» **Exercise objective**:
Report the tally of lines featuring the word "Incomplete" in the entries below, without anything else.

::::::

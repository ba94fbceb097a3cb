use super::{Established, HandshakeServer};
use crate::crypto::MasterSecret;
use crate::error::Result;
use crate::protocol::types::{CipherSuite, SecurityProtocol};
use crate::session::SessionState;

impl<E> HandshakeServer<Established, E> {
    pub fn protocol(&self) -> SecurityProtocol {
        self.context.protocol()
    }

    pub fn cipher_suite(&self) -> Option<CipherSuite> {
        self.context.cipher_suite()
    }

    /// Returns the master secret established in this session.
    ///
    /// 返回在此会话中建立的主密钥。
    pub fn master_secret(&self) -> Option<&MasterSecret> {
        self.context.master_secret()
    }

    /// The session id issued or resumed; empty when the server has no cache.
    pub fn session_id(&self) -> &[u8] {
        self.context.session_id()
    }

    pub fn is_resumed(&self) -> bool {
        self.resumed
    }

    pub fn session_state(&self) -> Result<SessionState> {
        SessionState::from_context(&self.context)
    }
}
use super::{AwaitingServerHello, HandshakeClient, ServerFlight};
use crate::crypto::PremasterExchange;
use crate::crypto::secret::{MasterSecret, PremasterSecret};
use crate::error::{HandshakeError, Result};
use crate::handshake::{FlightReader, accept, send};
use crate::protocol::messages::{
    Certificate, ClientKeyExchange, Finished, ServerHello, ServerHelloDone,
};
use crate::protocol::types::HandshakeType;

impl<E: PremasterExchange> HandshakeClient<AwaitingServerHello, E> {
    /// Handles the server's hello flight.
    ///
    /// If the server echoed the offered session id, the flight is
    /// `ServerHello, Finished`; the client verifies the server's Finished,
    /// answers with its own and is done. Otherwise the flight is
    /// `ServerHello, [Certificate], ServerHelloDone`; the client answers with
    /// `ClientKeyExchange, Finished` and waits for the server's Finished.
    ///
    /// 处理服务器的 hello 消息。
    ///
    /// 如果服务器回显了所提供的会话 ID，则消息为 `ServerHello, Finished`；客户端验证服务器的 Finished，
    /// 回复自己的 Finished 后完成握手。否则消息为 `ServerHello, [Certificate], ServerHelloDone`；
    /// 客户端回复 `ClientKeyExchange, Finished` 并等待服务器的 Finished。
    pub fn process_server_flight(mut self, flight: &[u8]) -> Result<(Vec<u8>, ServerFlight<E>)> {
        let mut reader = FlightReader::new(&self.context, flight);
        reader.expect::<ServerHello>(&mut self.context)?;

        if let Some(master) = self.accepted_session()? {
            self.context.set_master_secret(master);
            reader.expect::<Finished>(&mut self.context)?;
            reader.finish()?;

            let mut response = Vec::new();
            send(
                Finished::from_context(&self.context)?,
                &mut self.context,
                &mut response,
            )?;
            self.resumed = true;
            tracing::debug!(protocol = ?self.context.protocol(), "session resumed");
            return Ok((response, ServerFlight::Resumed(self.transition())));
        }
        self.resumption = None;

        let mut frame = reader.next_frame()?;
        if frame.msg_type == HandshakeType::Certificate {
            accept::<Certificate>(&frame, &mut self.context)?;
            frame = reader.next_frame()?;
        }
        accept::<ServerHelloDone>(&frame, &mut self.context)?;
        reader.finish()?;

        let client_version = self
            .context
            .client_version()
            .ok_or(HandshakeError::InvalidState)?;
        let premaster = PremasterSecret::generate(client_version);
        let exchange_keys = self
            .exchange
            .seal(premaster.as_bytes(), self.context.peer_certificates())?;

        let mut response = Vec::new();
        send(
            ClientKeyExchange { exchange_keys },
            &mut self.context,
            &mut response,
        )?;
        self.context.derive_master_secret(&premaster)?;
        send(
            Finished::from_context(&self.context)?,
            &mut self.context,
            &mut response,
        )?;
        tracing::debug!(
            protocol = ?self.context.protocol(),
            suite = ?self.context.cipher_suite(),
            "sent ClientKeyExchange and Finished"
        );
        Ok((response, ServerFlight::Full(self.transition())))
    }

    /// The cached master secret, if the server agreed to resume the offered
    /// session. A resumed session must keep its version and suite.
    fn accepted_session(&self) -> Result<Option<MasterSecret>> {
        let Some(session) = self.offered_session() else {
            return Ok(None);
        };
        if self.context.session_id() != session.session_id.as_slice() {
            return Ok(None);
        }
        if session.protocol != self.context.protocol()
            || Some(session.cipher_suite) != self.context.cipher_suite()
        {
            tracing::warn!("server resumed a session with different parameters");
            return Err(HandshakeError::InvalidMessage);
        }
        session.master_secret().map(Some)
    }
}
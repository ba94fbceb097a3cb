//! The TLS 1.0 pseudo-random function (RFC 2246 §5).
//!
//! `PRF(secret, label, seed) = P_MD5(S1, label + seed) XOR P_SHA-1(S2, label + seed)`

use crate::error::Result;
use hmac::digest::KeyInit;
use hmac::{Hmac, Mac};
use md5::Md5;
use sha1::Sha1;

type HmacMd5 = Hmac<Md5>;
type HmacSha1 = Hmac<Sha1>;

/// Fills `out` with PRF output.
pub fn prf(secret: &[u8], label: &[u8], seed: &[u8], out: &mut [u8]) -> Result<()> {
    let mut label_seed = Vec::with_capacity(label.len() + seed.len());
    label_seed.extend_from_slice(label);
    label_seed.extend_from_slice(seed);

    // S1 and S2 share the middle byte when the secret has odd length.
    let half = secret.len().div_ceil(2);
    let s1 = &secret[..half];
    let s2 = &secret[secret.len() - half..];

    out.fill(0);
    p_hash::<HmacMd5>(s1, &label_seed, out)?;
    p_hash::<HmacSha1>(s2, &label_seed, out)?;
    Ok(())
}

/// XORs `P_hash(secret, seed)` into `out`.
fn p_hash<M: Mac + KeyInit + Clone>(secret: &[u8], seed: &[u8], out: &mut [u8]) -> Result<()> {
    let mac = <M as Mac>::new_from_slice(secret)?;

    // A(1) = HMAC(secret, seed)
    let mut a = {
        let mut m = mac.clone();
        m.update(seed);
        m.finalize().into_bytes()
    };

    let mut offset = 0;
    while offset < out.len() {
        let mut m = mac.clone();
        m.update(&a);
        m.update(seed);
        let block = m.finalize().into_bytes();

        let n = (out.len() - offset).min(block.len());
        for (o, b) in out[offset..offset + n].iter_mut().zip(block.iter()) {
            *o ^= *b;
        }
        offset += n;

        let mut m = mac.clone();
        m.update(&a);
        a = m.finalize().into_bytes();
    }
    Ok(())
}

#[cfg(test)]
mod tests {
    use super::*;

    fn hmac_md5(key: &[u8], parts: &[&[u8]]) -> Vec<u8> {
        let mut m = <HmacMd5 as Mac>::new_from_slice(key).unwrap();
        for p in parts {
            m.update(p);
        }
        m.finalize().into_bytes().to_vec()
    }

    fn hmac_sha1(key: &[u8], parts: &[&[u8]]) -> Vec<u8> {
        let mut m = <HmacSha1 as Mac>::new_from_slice(key).unwrap();
        for p in parts {
            m.update(p);
        }
        m.finalize().into_bytes().to_vec()
    }

    #[test]
    fn test_first_block_matches_hand_expansion() {
        let secret = [0x0Bu8; 48];
        let label = b"master secret";
        let seed = [0x11u8; 64];
        let mut out = [0u8; 16];
        prf(&secret, label, &seed, &mut out).unwrap();

        let label_seed = [label.as_slice(), seed.as_slice()].concat();
        let s1 = &secret[..24];
        let s2 = &secret[24..];
        let a1_md5 = hmac_md5(s1, &[&label_seed]);
        let p_md5 = hmac_md5(s1, &[&a1_md5, &label_seed]);
        let a1_sha = hmac_sha1(s2, &[&label_seed]);
        let p_sha = hmac_sha1(s2, &[&a1_sha, &label_seed]);

        let expected: Vec<u8> = p_md5.iter().zip(p_sha.iter()).map(|(a, b)| a ^ b).collect();
        assert_eq!(out.as_slice(), &expected[..16]);
    }

    #[test]
    fn test_output_is_prefix_stable() {
        let mut short = [0u8; 12];
        let mut long = [0u8; 104];
        prf(b"secret", b"client finished", b"seed", &mut short).unwrap();
        prf(b"secret", b"client finished", b"seed", &mut long).unwrap();
        assert_eq!(&long[..12], &short);
    }

    #[test]
    fn test_odd_secret_halves_overlap() {
        let mut out = [0u8; 20];
        prf(&[1, 2, 3], b"label", b"seed", &mut out).unwrap();

        let label_seed = b"labelseed";
        let a1_md5 = hmac_md5(&[1, 2], &[label_seed]);
        let p_md5 = hmac_md5(&[1, 2], &[&a1_md5, label_seed]);
        let a1_sha = hmac_sha1(&[2, 3], &[label_seed]);
        let p_sha = hmac_sha1(&[2, 3], &[&a1_sha, label_seed]);
        let expected: Vec<u8> = p_md5.iter().zip(p_sha.iter()).map(|(a, b)| a ^ b).collect();
        assert_eq!(&out[..16], &expected[..16]);
    }

    #[test]
    fn test_labels_separate_outputs() {
        let mut a = [0u8; 12];
        let mut b = [0u8; 12];
        prf(b"k", b"client finished", b"s", &mut a).unwrap();
        prf(b"k", b"server finished", b"s", &mut b).unwrap();
        assert_ne!(a, b);
    }
}
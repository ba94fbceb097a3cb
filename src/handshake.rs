//! Typestate client and server handshake drivers.
//!
//! Each driver consumes the peer's flight (the handshake frames sent before
//! waiting for a reply) and returns its own reply flight together with the
//! driver in its next state.
//!
//! 类型状态的客户端与服务器握手驱动。
//!
//! 每个驱动读取对端的一批消息（对端在等待回复之前发送的握手帧），并返回自己的回复以及处于下一状态的驱动。

pub mod client;
pub mod server;

pub use client::{HandshakeClient, HandshakeClientBuilder, ServerFlight};
pub use server::{ClientHelloOutcome, HandshakeServer, HandshakeServerBuilder};

use crate::context::Context;
use crate::error::{HandshakeError, Result};
use crate::protocol::codec::HEADER_LEN;
use crate::protocol::joiner::{HandshakeJoiner, OwnedFrame};
use crate::protocol::message::{HandshakeBody, HandshakeMessage};

/// Marker type for a missing field in a builder.
///
/// 用于在构建器中标记缺失字段的类型。
#[derive(Debug)]
pub struct Missing;

/// Walks the frames of one received flight.
pub(crate) struct FlightReader {
    joiner: HandshakeJoiner,
}

impl FlightReader {
    pub(crate) fn new(context: &Context, flight: &[u8]) -> Self {
        let mut joiner = HandshakeJoiner::new(context.config().max_message_len);
        joiner.push(flight);
        Self { joiner }
    }

    /// The next frame, or `Incomplete` if the flight ends before one.
    pub(crate) fn next_frame(&mut self) -> Result<OwnedFrame> {
        match self.joiner.next_frame()? {
            Some(frame) => Ok(frame),
            None if self.joiner.is_empty() => Err(HandshakeError::Incomplete { needed: HEADER_LEN }),
            None => Err(HandshakeError::Incomplete {
                needed: self.joiner.needed(),
            }),
        }
    }

    /// Reads the next frame, which must carry a `B`, and applies it.
    pub(crate) fn expect<B: HandshakeBody>(&mut self, context: &mut Context) -> Result<B> {
        let frame = self.next_frame()?;
        accept(&frame, context)
    }

    /// Fails if anything is left after the last expected message.
    pub(crate) fn finish(self) -> Result<()> {
        let left = self.joiner.pending();
        if left > 0 {
            tracing::warn!(left, "unexpected bytes after flight");
            return Err(HandshakeError::TrailingData(left));
        }
        Ok(())
    }
}

/// Decodes, processes and commits one received message.
pub(crate) fn accept<B: HandshakeBody>(frame: &OwnedFrame, context: &mut Context) -> Result<B> {
    let mut message = HandshakeMessage::<B>::decode(frame.as_frame(), context)?;
    message.process(context)?;
    message.update(context)?;
    Ok(message.into_body())
}

/// Commits an outbound message and appends its wire bytes to `flight`.
pub(crate) fn send<B: HandshakeBody>(
    body: B,
    context: &mut Context,
    flight: &mut Vec<u8>,
) -> Result<()> {
    let wire = HandshakeMessage::new(body)
        .update(context)?
        .ok_or(HandshakeError::InvalidState)?;
    flight.extend_from_slice(&wire);
    Ok(())
}
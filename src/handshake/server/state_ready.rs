use super::{ClientHelloOutcome, HandshakeServer, HandshakeServerBuilder, Ready};
use crate::crypto::PremasterExchange;
use crate::crypto::secret::{hello_random, random_bytes};
use crate::error::Result;
use crate::handshake::{FlightReader, Missing, send};
use crate::protocol::messages::{
    Certificate, ClientHello, Finished, MAX_SESSION_ID_LEN, ServerHello, ServerHelloDone,
};
use crate::session::{SessionState, lock_cache, unix_now};

impl HandshakeServer<Ready, Missing> {
    /// Creates a new `HandshakeServerBuilder` to construct a `HandshakeServer`.
    ///
    /// 创建一个新的 `HandshakeServerBuilder` 用于构造 `HandshakeServer`。
    pub fn builder() -> HandshakeServerBuilder<Missing> {
        HandshakeServerBuilder::new()
    }
}

impl<E: PremasterExchange> HandshakeServer<Ready, E> {
    /// Processes the client's hello flight and produces the server's reply.
    ///
    /// If the client offered a cached session that is still valid for the
    /// negotiated version and one of the offered suites, the server resumes it
    /// and replies `ServerHello, Finished`. Otherwise it picks a suite, issues
    /// a fresh session id (when it has a cache) and replies
    /// `ServerHello, [Certificate], ServerHelloDone`.
    ///
    /// 处理客户端的 hello 消息并生成服务器的回复。
    ///
    /// 如果客户端提供的已缓存会话对协商版本和所提供的某个套件仍然有效，服务器将恢复该会话并回复
    /// `ServerHello, Finished`。否则服务器选择一个套件，（在有缓存时）签发新的会话 ID，并回复
    /// `ServerHello, [Certificate], ServerHelloDone`。
    pub fn process_client_hello(
        mut self,
        flight: &[u8],
    ) -> Result<(Vec<u8>, ClientHelloOutcome<E>)> {
        let mut reader = FlightReader::new(&self.context, flight);
        let hello = reader.expect::<ClientHello>(&mut self.context)?;
        reader.finish()?;
        self.context.set_server_random(hello_random());

        let mut response = Vec::new();

        if let Some(session) = self.find_session(&hello)? {
            self.context.set_session_id(session.session_id.clone());
            self.context.set_cipher_suite(session.cipher_suite);
            self.context.set_master_secret(session.master_secret()?);
            send(
                ServerHello::from_context(&self.context)?,
                &mut self.context,
                &mut response,
            )?;
            send(
                Finished::from_context(&self.context)?,
                &mut self.context,
                &mut response,
            )?;
            self.resumed = true;
            tracing::debug!(protocol = ?self.context.protocol(), "resuming cached session");
            return Ok((response, ClientHelloOutcome::Resumed(self.transition())));
        }

        let suite = self.context.select_cipher_suite()?;
        self.context.set_cipher_suite(suite);
        if self.session_cache.is_some() {
            self.context.set_session_id(random_bytes(MAX_SESSION_ID_LEN));
        }

        send(
            ServerHello::from_context(&self.context)?,
            &mut self.context,
            &mut response,
        )?;
        let certificates = self.context.config().certificates.clone();
        if !certificates.is_empty() {
            send(Certificate { certificates }, &mut self.context, &mut response)?;
        }
        send(ServerHelloDone, &mut self.context, &mut response)?;
        tracing::debug!(
            protocol = ?self.context.protocol(),
            ?suite,
            "sent server hello flight"
        );
        Ok((response, ClientHelloOutcome::Full(self.transition())))
    }

    /// A cached session matching the client's offer, if there is one.
    fn find_session(&self, hello: &ClientHello) -> Result<Option<SessionState>> {
        let Some(cache) = &self.session_cache else {
            return Ok(None);
        };
        if hello.session_id.is_empty() {
            return Ok(None);
        }
        let now = unix_now()?;
        let session = lock_cache(cache)?.lookup(&hello.session_id, now);
        Ok(session.filter(|s| {
            s.protocol == self.context.protocol() && hello.cipher_suites.contains(&s.cipher_suite)
        }))
    }
}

::::::

» **Task result**:
3